WHEREAS, Seller is the owner of all of the outstanding shares of stock of
XXXXXX.XXX Inc., a Nevada corporation ("Corporation") and is desirous of selling
its shares; and
WHEREAS, Purchaser is desirous of purchasing all of the outstanding shares
of the Corporation;
NOW THEREFORE, In consideration of the mutual terms, conditions and
covenants hereinafter set forth Seller and Purchaser agree as follows:
1. Seller hereby sells to the Purchaser and the Purchaser hereby
purchases from the Seller all of the outstanding shares of stock of the
Corporation, represented by Certificate Number 3, totaling 25,000 shares of the
Common Stock of that Corporation.
2. Seller warrants and represents that it is the owner of the shares of
stock referred to in paragraph 1 above; that such shares constitute all of the
outstanding shares of stock of the Corporation; that it owns all of the shares
of stock free and clear of all mortgages, pledges, liens, encumbrances, charges
and claims; that it has the right, power and authority to enter into this
Agreement, and to transfer and deliver the shares of stock heretofore owned by
it to the Purchaser; and that there are no actions, suits, claims or litigation
pending or threatened against or affecting the ownership by it of the shares
transferred or delivered to the Purchaser. SELLER further warrants and covenants
that the delivery by it of the Certificates for such shares accompanied by a
Stock Power, as hereinafter provided for, is sufficient to and does transfer and
convey full and clear title to all of the shares reflected by the Certificates
to the Purchaser, and that it will make, execute and deliver such further
instruments as may be required to confirm said transfer.

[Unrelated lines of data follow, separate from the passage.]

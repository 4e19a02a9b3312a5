//! Graph compiler: links staged signatures into compiled DAGs.
//!
//! Compiled nodes are owned by an arena keyed by node id; child links are
//! plain id lists. This keeps lifetimes flat and makes cycle detection a
//! visit-set over ids. Compiled graphs are memoised by signature id, so a
//! signature embedded from several places compiles exactly once.
//!
//! Compiled structure is runtime-only: child lists built here are never
//! persisted back to the node store.

use std::collections::{BTreeMap, HashSet};

use crate::error::{Error, Result};
use crate::model::{Id, Node, NodeKind, Signature, Strategy};
use crate::registry::Registry;

/// The closed variant behind a compiled node.
#[derive(Debug, Clone, PartialEq, Eq)]
pub enum CompiledKind {
    /// Binds a module; dispatch invokes its plugin.
    Module {
        module_id: Id,
        module_name: String,
        strategy: Strategy,
        args: Option<String>,
    },
    /// References another compiled graph; dispatch forwards to its roots.
    Embedded { signature_id: Id },
}

/// A node resolved and linked for dispatch.
#[derive(Debug, Clone, PartialEq, Eq)]
pub struct CompiledNode {
    pub id: Id,
    pub kind: CompiledKind,
    /// Resolved children, deduplicated, in insertion order.
    pub children: Vec<Id>,
}

/// The compiled form of one signature.
#[derive(Debug, Clone, PartialEq, Eq)]
pub struct CompiledGraph {
    pub signature_id: Id,
    pub name: String,
    /// Nodes with no parent inside the signature.
    pub roots: Vec<Id>,
    /// Nodes with no authored children; splice points when this graph is
    /// embedded elsewhere.
    pub leaves: Vec<Id>,
}

/// Arena of compiled nodes plus the graphs built over them.
#[derive(Debug, Default)]
pub struct GraphSet {
    nodes: BTreeMap<Id, CompiledNode>,
    graphs: BTreeMap<Id, CompiledGraph>,
}

impl GraphSet {
    #[must_use]
    pub fn node(&self, id: Id) -> Option<&CompiledNode> {
        self.nodes.get(&id)
    }

    #[must_use]
    pub fn graph(&self, signature_id: Id) -> Option<&CompiledGraph> {
        self.graphs.get(&signature_id)
    }

    pub fn nodes(&self) -> impl Iterator<Item = &CompiledNode> {
        self.nodes.values()
    }

    pub fn graphs(&self) -> impl Iterator<Item = &CompiledGraph> {
        self.graphs.values()
    }

    /// Attaches `child` to `parent`, honouring the variant: module nodes
    /// append with set semantics, embedded nodes fan the child out to every
    /// leaf of their graph. This is what splices `sig exit (mod: m)` onto
    /// the inner graph's terminal modules.
    pub fn add_child(&mut self, parent: Id, child: Id) {
        let embedded = match self.nodes.get(&parent).map(|n| &n.kind) {
            Some(CompiledKind::Module { .. }) => None,
            Some(CompiledKind::Embedded { signature_id }) => Some(*signature_id),
            None => return,
        };
        match embedded {
            None => {
                let node = self.nodes.get_mut(&parent).expect("kind checked above");
                if !node.children.contains(&child) {
                    node.children.push(child);
                }
            }
            Some(signature_id) => {
                let leaves = self
                    .graphs
                    .get(&signature_id)
                    .map(|g| g.leaves.clone())
                    .unwrap_or_default();
                for leaf in leaves {
                    self.add_child(leaf, child);
                }
            }
        }
    }
}

/// Compiles the given signatures (and everything they embed) into one
/// [`GraphSet`]. On error no partial state is returned.
pub fn compile(registry: &Registry, signature_ids: &[Id]) -> Result<GraphSet> {
    let mut compiler = Compiler {
        registry,
        loading_signatures: HashSet::new(),
        loading_nodes: HashSet::new(),
        set: GraphSet::default(),
    };
    for &id in signature_ids {
        let sig = registry
            .signature(id)
            .ok_or_else(|| Error::not_found("signature", id))?;
        compiler.graph(sig)?;
    }
    Ok(compiler.set)
}

struct Compiler<'r> {
    registry: &'r Registry,
    loading_signatures: HashSet<Id>,
    loading_nodes: HashSet<Id>,
    set: GraphSet,
}

impl Compiler<'_> {
    fn graph(&mut self, sig: &Signature) -> Result<()> {
        if self.set.graphs.contains_key(&sig.id) {
            return Ok(());
        }
        if !self.loading_signatures.insert(sig.id) {
            // Still on the compile path: the embedding relation loops back.
            return Err(Error::Cycle {
                signature: sig.name.clone(),
                node: None,
            });
        }

        let result = self.graph_inner(sig);
        self.loading_signatures.remove(&sig.id);
        result
    }

    fn graph_inner(&mut self, sig: &Signature) -> Result<()> {
        let roots = roots_of(sig);
        for root in &roots {
            self.node(sig, root)?;
        }

        // Leaves are the nodes without authored children. They may be module
        // or embedded nodes; both can be splice targets.
        let leaves: Vec<Id> = sig
            .nodes
            .iter()
            .filter(|n| n.children.is_empty())
            .map(|n| n.id)
            .collect();

        self.set.graphs.insert(
            sig.id,
            CompiledGraph {
                signature_id: sig.id,
                name: sig.name.clone(),
                roots: roots.iter().map(|n| n.id).collect(),
                leaves,
            },
        );
        Ok(())
    }

    fn node(&mut self, sig: &Signature, node: &Node) -> Result<Id> {
        if self.set.nodes.contains_key(&node.id) {
            return Ok(node.id);
        }
        if !self.loading_nodes.insert(node.id) {
            return Err(Error::Cycle {
                signature: sig.name.clone(),
                node: Some(node.id),
            });
        }
        let result = self.node_inner(sig, node);
        self.loading_nodes.remove(&node.id);
        result
    }

    fn node_inner(&mut self, sig: &Signature, node: &Node) -> Result<Id> {
        let kind = match node.kind {
            NodeKind::Module => {
                let module = self.registry.module(node.object_id).ok_or_else(|| {
                    Error::UnresolvedReference {
                        signature: sig.name.clone(),
                        name: node.name.clone(),
                    }
                })?;
                CompiledKind::Module {
                    module_id: module.id,
                    module_name: module.name.clone(),
                    strategy: node.strategy,
                    args: node.args.clone(),
                }
            }
            NodeKind::EmbeddedSignature => {
                let target = self
                    .registry
                    .signature(node.object_id)
                    .cloned()
                    .ok_or_else(|| Error::UnresolvedReference {
                        signature: sig.name.clone(),
                        name: node.name.clone(),
                    })?;
                self.graph(&target)?;
                CompiledKind::Embedded {
                    signature_id: target.id,
                }
            }
        };

        self.set.nodes.insert(
            node.id,
            CompiledNode {
                id: node.id,
                kind,
                children: Vec::new(),
            },
        );

        for &child_id in &node.children {
            let child = sig.node(child_id).ok_or_else(|| Error::UnresolvedReference {
                signature: sig.name.clone(),
                name: format!("node {child_id}"),
            })?;
            let compiled_child = self.node(sig, child)?;
            self.set.add_child(node.id, compiled_child);
        }
        Ok(node.id)
    }
}

/// Nodes of `sig` that are not a child of any node in `sig`.
///
/// The signature store answers the same question with SQL; the two must
/// agree.
#[must_use]
pub fn roots_of(sig: &Signature) -> Vec<&Node> {
    let children: HashSet<Id> = sig
        .nodes
        .iter()
        .flat_map(|n| n.children.iter().copied())
        .collect();
    sig.nodes
        .iter()
        .filter(|n| !children.contains(&n.id))
        .collect()
}

#[cfg(test)]
mod tests {
    use super::*;
    use crate::model::{ComponentKind, Module};
    use std::collections::BTreeMap;

    struct Builder {
        registry: Registry,
        next: u64,
    }

    impl Builder {
        fn new() -> Self {
            Self {
                registry: Registry::new(),
                next: 100,
            }
        }

        fn module(&mut self, name: &str) -> Id {
            self.next += 1;
            let id = Id(self.next);
            self.registry
                .add_module(Module {
                    id,
                    name: name.to_string(),
                    location: format!("/modules/{name}"),
                    hash: String::new(),
                    tags: Vec::new(),
                    properties: BTreeMap::new(),
                })
                .unwrap();
            id
        }

        /// nodes: (id, kind, object, children)
        fn signature(&mut self, id: u64, name: &str, nodes: &[(u64, NodeKind, Id, &[u64])]) {
            let sig = Signature {
                id: Id(id),
                name: name.to_string(),
                component: ComponentKind::Identifier,
                nodes: nodes
                    .iter()
                    .map(|(nid, kind, object, children)| Node {
                        id: Id(*nid),
                        signature_id: Id(id),
                        kind: *kind,
                        object_id: *object,
                        children: children.iter().map(|c| Id(*c)).collect(),
                        name: format!("n{nid}"),
                        strategy: Strategy::Default,
                        args: None,
                    })
                    .collect(),
            };
            self.registry.add_signature(sig).unwrap();
        }
    }

    #[test]
    fn test_linear_chain() {
        let mut b = Builder::new();
        let m1 = b.module("m1");
        let m2 = b.module("m2");
        b.signature(
            1,
            "chain",
            &[(10, NodeKind::Module, m1, &[11]), (11, NodeKind::Module, m2, &[])],
        );

        let set = compile(&b.registry, &[Id(1)]).unwrap();
        let graph = set.graph(Id(1)).unwrap();
        assert_eq!(graph.roots, vec![Id(10)]);
        assert_eq!(graph.leaves, vec![Id(11)]);
        assert_eq!(set.node(Id(10)).unwrap().children, vec![Id(11)]);
        assert!(set.node(Id(11)).unwrap().children.is_empty());
    }

    #[test]
    fn test_no_duplicate_children() {
        let mut b = Builder::new();
        let m1 = b.module("m1");
        let m2 = b.module("m2");
        // Child listed twice in the authored structure.
        b.signature(
            1,
            "dup",
            &[(10, NodeKind::Module, m1, &[11, 11]), (11, NodeKind::Module, m2, &[])],
        );

        let set = compile(&b.registry, &[Id(1)]).unwrap();
        assert_eq!(set.node(Id(10)).unwrap().children, vec![Id(11)]);
    }

    #[test]
    fn test_embedded_splice() {
        let mut b = Builder::new();
        let m1 = b.module("m1");
        let m2 = b.module("m2");
        let m3 = b.module("m3");
        // inner: m2 alone.
        b.signature(2, "inner", &[(20, NodeKind::Module, m2, &[])]);
        // outer: m1 -> sig(inner) -> m3.
        b.signature(
            1,
            "outer",
            &[
                (10, NodeKind::Module, m1, &[11]),
                (11, NodeKind::EmbeddedSignature, Id(2), &[12]),
                (12, NodeKind::Module, m3, &[]),
            ],
        );

        let set = compile(&b.registry, &[Id(1)]).unwrap();
        // m3 is attached to inner's leaf (m2), not to the embedded node.
        assert_eq!(set.node(Id(20)).unwrap().children, vec![Id(12)]);
        assert!(set.node(Id(11)).unwrap().children.is_empty());
        // Outer root chain is intact.
        assert_eq!(set.node(Id(10)).unwrap().children, vec![Id(11)]);
    }

    #[test]
    fn test_embedding_cycle() {
        let mut b = Builder::new();
        // x embeds y, y embeds x.
        b.signature(1, "x", &[(10, NodeKind::EmbeddedSignature, Id(2), &[])]);
        b.signature(2, "y", &[(20, NodeKind::EmbeddedSignature, Id(1), &[])]);

        let err = compile(&b.registry, &[Id(1)]).unwrap_err();
        match err {
            Error::Cycle { signature, node } => {
                assert_eq!(signature, "x");
                assert!(node.is_none());
            }
            other => panic!("expected cycle error, got {other}"),
        }
    }

    #[test]
    fn test_node_self_loop() {
        let mut b = Builder::new();
        let m1 = b.module("m1");
        b.signature(1, "loopy", &[(10, NodeKind::Module, m1, &[10])]);

        let err = compile(&b.registry, &[Id(1)]).unwrap_err();
        assert!(matches!(
            err,
            Error::Cycle {
                node: Some(Id(10)),
                ..
            }
        ));
    }

    #[test]
    fn test_missing_module() {
        let mut b = Builder::new();
        b.signature(1, "broken", &[(10, NodeKind::Module, Id(999), &[])]);

        let err = compile(&b.registry, &[Id(1)]).unwrap_err();
        assert!(matches!(err, Error::UnresolvedReference { .. }));
    }

    #[test]
    fn test_memoisation_shares_embedded_graph() {
        let mut b = Builder::new();
        let m = b.module("m");
        b.signature(3, "shared", &[(30, NodeKind::Module, m, &[])]);
        b.signature(1, "a", &[(10, NodeKind::EmbeddedSignature, Id(3), &[])]);
        b.signature(2, "b", &[(20, NodeKind::EmbeddedSignature, Id(3), &[])]);

        let set = compile(&b.registry, &[Id(1), Id(2)]).unwrap();
        assert_eq!(set.graphs().count(), 3);
        // One compiled node for the shared module.
        assert_eq!(
            set.nodes()
                .filter(|n| matches!(n.kind, CompiledKind::Module { .. }))
                .count(),
            1
        );
    }

    #[test]
    fn test_diamond_roots_and_leaves() {
        let mut b = Builder::new();
        let m1 = b.module("m1");
        let m2 = b.module("m2");
        let m3 = b.module("m3");
        let m4 = b.module("m4");
        // m1 -> m2, m1 -> m3, m2 -> m4, m3 -> m4.
        b.signature(
            1,
            "diamond",
            &[
                (10, NodeKind::Module, m1, &[11, 12]),
                (11, NodeKind::Module, m2, &[13]),
                (12, NodeKind::Module, m3, &[13]),
                (13, NodeKind::Module, m4, &[]),
            ],
        );

        let set = compile(&b.registry, &[Id(1)]).unwrap();
        let graph = set.graph(Id(1)).unwrap();
        assert_eq!(graph.roots, vec![Id(10)]);
        assert_eq!(graph.leaves, vec![Id(13)]);
        // No node links to itself and no duplicate edges anywhere.
        for node in set.nodes() {
            let mut seen = HashSet::new();
            for child in &node.children {
                assert_ne!(*child, node.id, "self loop on {}", node.id);
                assert!(seen.insert(*child), "duplicate edge {} -> {child}", node.id);
            }
        }
    }

    #[test]
    fn test_roots_match_between_scan_and_graph() {
        let mut b = Builder::new();
        let m1 = b.module("m1");
        let m2 = b.module("m2");
        b.signature(
            1,
            "two-roots",
            &[
                (10, NodeKind::Module, m1, &[]),
                (11, NodeKind::Module, m2, &[]),
            ],
        );
        let sig = b.registry.signature(Id(1)).unwrap();
        let scanned: Vec<Id> = roots_of(sig).iter().map(|n| n.id).collect();
        let set = compile(&b.registry, &[Id(1)]).unwrap();
        assert_eq!(scanned, set.graph(Id(1)).unwrap().roots);
    }
}
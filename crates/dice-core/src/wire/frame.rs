//! Length-prefixed frame codec for the plugin protocol.
//!
//! Each frame consists of:
//!
//! ```text
//! +---------------------+----------------------+------------------+
//! | length (4 bytes BE) | broker id (4 B, BE)  | payload          |
//! +---------------------+----------------------+------------------+
//! ```
//!
//! The broker id multiplexes sub-channels over one duplex connection:
//! id 0 is the control channel, the ids advertised in a `Handle` request
//! address its Adapter and Propagate sub-channels.
//!
//! Frame length is validated against [`MAX_FRAME_SIZE`] before any
//! allocation, so a hostile or broken peer cannot force memory exhaustion.

use std::io::{Read, Write};

use bytes::{Buf, BufMut, BytesMut};

use crate::error::{Error, Result};

/// Maximum payload size (16 MiB).
pub const MAX_FRAME_SIZE: usize = 16 * 1024 * 1024;

/// Length prefix plus broker id.
const HEADER_LEN: usize = 8;

/// The control channel's broker id.
pub const CONTROL_BROKER: u32 = 0;

/// A decoded frame.
#[derive(Debug, Clone, PartialEq, Eq)]
pub struct Frame {
    pub broker_id: u32,
    pub payload: Vec<u8>,
}

/// Writes one frame and flushes.
pub fn write_frame<W: Write>(writer: &mut W, broker_id: u32, payload: &[u8]) -> Result<()> {
    if payload.len() > MAX_FRAME_SIZE {
        return Err(Error::Protocol(format!(
            "frame of {} bytes exceeds limit {MAX_FRAME_SIZE}",
            payload.len()
        )));
    }

    let mut header = BytesMut::with_capacity(HEADER_LEN);
    #[allow(clippy::cast_possible_truncation)] // validated above
    header.put_u32(payload.len() as u32);
    header.put_u32(broker_id);

    writer.write_all(&header)?;
    writer.write_all(payload)?;
    writer.flush()?;
    Ok(())
}

/// Reads one complete frame.
///
/// # Errors
///
/// I/O errors (including read timeouts configured on the stream) surface as
/// [`Error::Io`]; an oversized length prefix is [`Error::Protocol`].
pub fn read_frame<R: Read>(reader: &mut R) -> Result<Frame> {
    let mut header = [0u8; HEADER_LEN];
    reader.read_exact(&mut header)?;
    let mut buf = &header[..];
    let length = buf.get_u32() as usize;
    let broker_id = buf.get_u32();

    if length > MAX_FRAME_SIZE {
        return Err(Error::Protocol(format!(
            "peer announced frame of {length} bytes, limit is {MAX_FRAME_SIZE}"
        )));
    }

    let mut payload = vec![0u8; length];
    reader.read_exact(&mut payload)?;
    Ok(Frame { broker_id, payload })
}

#[cfg(test)]
mod tests {
    use super::*;
    use std::io::Cursor;

    #[test]
    fn test_roundtrip() {
        let mut buf = Vec::new();
        write_frame(&mut buf, 3, b"hello").unwrap();
        // 4-byte length, 4-byte broker, payload.
        assert_eq!(&buf[..4], &[0, 0, 0, 5]);
        assert_eq!(&buf[4..8], &[0, 0, 0, 3]);

        let frame = read_frame(&mut Cursor::new(buf)).unwrap();
        assert_eq!(frame.broker_id, 3);
        assert_eq!(frame.payload, b"hello");
    }

    #[test]
    fn test_empty_payload() {
        let mut buf = Vec::new();
        write_frame(&mut buf, CONTROL_BROKER, b"").unwrap();
        let frame = read_frame(&mut Cursor::new(buf)).unwrap();
        assert!(frame.payload.is_empty());
        assert_eq!(frame.broker_id, CONTROL_BROKER);
    }

    #[test]
    fn test_multiple_frames() {
        let mut buf = Vec::new();
        write_frame(&mut buf, 1, b"first").unwrap();
        write_frame(&mut buf, 2, b"second").unwrap();

        let mut cursor = Cursor::new(buf);
        assert_eq!(read_frame(&mut cursor).unwrap().payload, b"first");
        let second = read_frame(&mut cursor).unwrap();
        assert_eq!(second.broker_id, 2);
        assert_eq!(second.payload, b"second");
    }

    #[test]
    fn test_oversized_length_rejected_before_allocation() {
        let mut buf = Vec::new();
        buf.extend_from_slice(&u32::try_from(MAX_FRAME_SIZE + 1).unwrap().to_be_bytes());
        buf.extend_from_slice(&[0, 0, 0, 0]);
        let err = read_frame(&mut Cursor::new(buf)).unwrap_err();
        assert!(matches!(err, Error::Protocol(_)));
    }

    #[test]
    fn test_truncated_frame() {
        let mut buf = Vec::new();
        write_frame(&mut buf, 1, b"whole").unwrap();
        buf.truncate(buf.len() - 2);
        let err = read_frame(&mut Cursor::new(buf)).unwrap_err();
        assert!(matches!(err, Error::Io(_)));
    }
}
//! Shared harness for engine integration tests.
//!
//! Builds a complete engine in a temp directory and wires the graphs to
//! in-process fake modules instead of plugin processes, so scenarios can
//! script module behaviour and count invocations.

use std::cell::RefCell;
use std::collections::HashMap;
use std::path::PathBuf;
use std::rc::Rc;

use dice_core::config::{Config, PathOverrides, StandardPaths};
use dice_core::error::{Error, Result};
use dice_core::event::{Event, EventKind};
use dice_core::model::{Id, Module};
use dice_core::ports::{ModuleAdapter, ModuleInvoker};
use dice_engine::{Actions, Engine};
use tempfile::TempDir;

/// A scripted module body.
pub type Handler = Box<
    dyn Fn(&Event, &dyn ModuleAdapter, &mut dyn FnMut() -> Result<()>) -> Result<()>,
>;

/// In-process stand-in for the module host.
#[derive(Default)]
pub struct FakeInvoker {
    handlers: RefCell<HashMap<Id, Handler>>,
    names: RefCell<HashMap<Id, String>>,
    calls: RefCell<Vec<(String, EventKind)>>,
    dead: RefCell<HashMap<Id, String>>,
}

impl FakeInvoker {
    /// Makes invocation logs readable; modules without handlers are no-ops.
    pub fn register(&self, module_id: Id, name: &str) {
        self.names.borrow_mut().insert(module_id, name.to_string());
    }

    pub fn set_handler(&self, module_id: Id, name: &str, handler: Handler) {
        self.handlers.borrow_mut().insert(module_id, handler);
        self.register(module_id, name);
    }

    /// `(module name, event kind)` per invocation, in order.
    pub fn calls(&self) -> Vec<(String, EventKind)> {
        self.calls.borrow().clone()
    }

    pub fn call_names(&self) -> Vec<String> {
        self.calls.borrow().iter().map(|(n, _)| n.clone()).collect()
    }

    pub fn count_for(&self, name: &str) -> usize {
        self.calls.borrow().iter().filter(|(n, _)| n == name).count()
    }
}

impl ModuleInvoker for FakeInvoker {
    fn invoke(
        &self,
        module_id: Id,
        event: &Event,
        _args: Option<&str>,
        adapter: &dyn ModuleAdapter,
        on_trigger: &mut dyn FnMut() -> Result<()>,
    ) -> Result<()> {
        let name = self
            .names
            .borrow()
            .get(&module_id)
            .cloned()
            .unwrap_or_else(|| module_id.to_string());
        if let Some(reason) = self.dead.borrow().get(&module_id) {
            return Err(Error::PluginUnavailable {
                module: name,
                reason: reason.clone(),
            });
        }
        self.calls.borrow_mut().push((name.clone(), event.kind));

        let handlers = self.handlers.borrow();
        match handlers.get(&module_id) {
            Some(handler) => handler(event, adapter, on_trigger),
            None => Ok(()),
        }
    }

    fn is_dead(&self, module_id: Id) -> bool {
        self.dead.borrow().contains_key(&module_id)
    }
}

impl FakeInvoker {
    /// Simulates the host dead-listing a crashed plugin.
    pub fn mark_dead(&self, module_id: Id, reason: &str) {
        self.dead.borrow_mut().insert(module_id, reason.to_string());
    }
}

/// An engine over a temp data dir with a scripted invoker.
pub struct World {
    #[allow(dead_code)] // owns the temp dir for the engine's lifetime
    dir: TempDir,
    pub engine: Engine,
    pub invoker: Rc<FakeInvoker>,
}

impl World {
    pub fn new() -> Self {
        let dir = TempDir::new().expect("temp dir");
        let paths = StandardPaths::resolve(&PathOverrides {
            data_home: dir.path().join("data").to_string_lossy().into_owned(),
            state_home: dir.path().join("state").to_string_lossy().into_owned(),
            config_home: dir.path().join("config").to_string_lossy().into_owned(),
            ..PathOverrides::default()
        });
        let engine = Engine::open(Config::new(paths)).expect("engine opens");
        Self {
            dir,
            engine,
            invoker: Rc::new(FakeInvoker::default()),
        }
    }

    /// Registers a module executable stub and returns its stored id.
    pub fn module(&self, kind: &str, name: &str) -> Id {
        let dir = self.engine.config().modules_dir().join(kind);
        std::fs::create_dir_all(&dir).expect("modules dir");
        let path = dir.join(name);
        std::fs::write(&path, b"#!/bin/sh\nexit 0\n").expect("module stub");

        let module = Module {
            id: Id::ZERO,
            name: name.to_string(),
            location: path.to_string_lossy().into_owned(),
            hash: "0".repeat(64),
            tags: vec![kind.to_string()],
            properties: Default::default(),
        };
        let id = self
            .engine
            .signature_store()
            .add_module(&module)
            .expect("module stored")
            .id;
        self.invoker.register(id, name);
        id
    }

    /// Writes a `.dice` file into the signatures directory.
    pub fn signature_file(&self, name: &str, body: &str) -> PathBuf {
        let dir = self.engine.config().signatures_dir();
        std::fs::create_dir_all(&dir).expect("signatures dir");
        let path = dir.join(format!("{name}.dice"));
        std::fs::write(&path, body).expect("signature file");
        path
    }

    /// Stages everything and composes with the fake invoker.
    pub fn compose(&mut self, actions: Actions) -> Result<()> {
        self.engine.stage_signatures(&["*".to_string()])?;
        let invoker: Rc<dyn ModuleInvoker> = Rc::clone(&self.invoker) as Rc<dyn ModuleInvoker>;
        self.engine.compose_with(actions, &invoker)
    }

    /// Kinds of every event emitted so far.
    pub fn journal_kinds(&self) -> Vec<EventKind> {
        self.engine.journal().iter().map(|e| e.kind).collect()
    }
}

3. The purchase price for the shares shall consist of:
a. $250,000.00 in the form of a 30 day Promissory Note bearing
10% annual interest, in the form and manner attached hereto as
Schedule A and made part hereof by this reference.
b. 250,000 shares of e-Net Xxxxxxxxx.Xxx Corporation common
stock, duly endorsed to SELLER.
c. Assumption of any obligation of SELLER incurred by it
relative to its acquisition and operation of XXXXXX.XXX Inc.,
including but not limited to that certain promissory note
payable to Xxxx Xxxxxxx in the face amount of $145,000.00, as
well as any other direct or contingent obligation as set
forth in Schedule B attached hereto and made part hereof by
this reference.
4. Purchaser shall have the right, and may delegate such right to anyone
of his choice, to inspect the books and records of the Corporation to verify any
and all statements, financial or otherwise, upon which the purchase price was
based. Said inspection shall be on 48 hours' notice and is to be conducted
during normal business hours at the Corporation's place of business.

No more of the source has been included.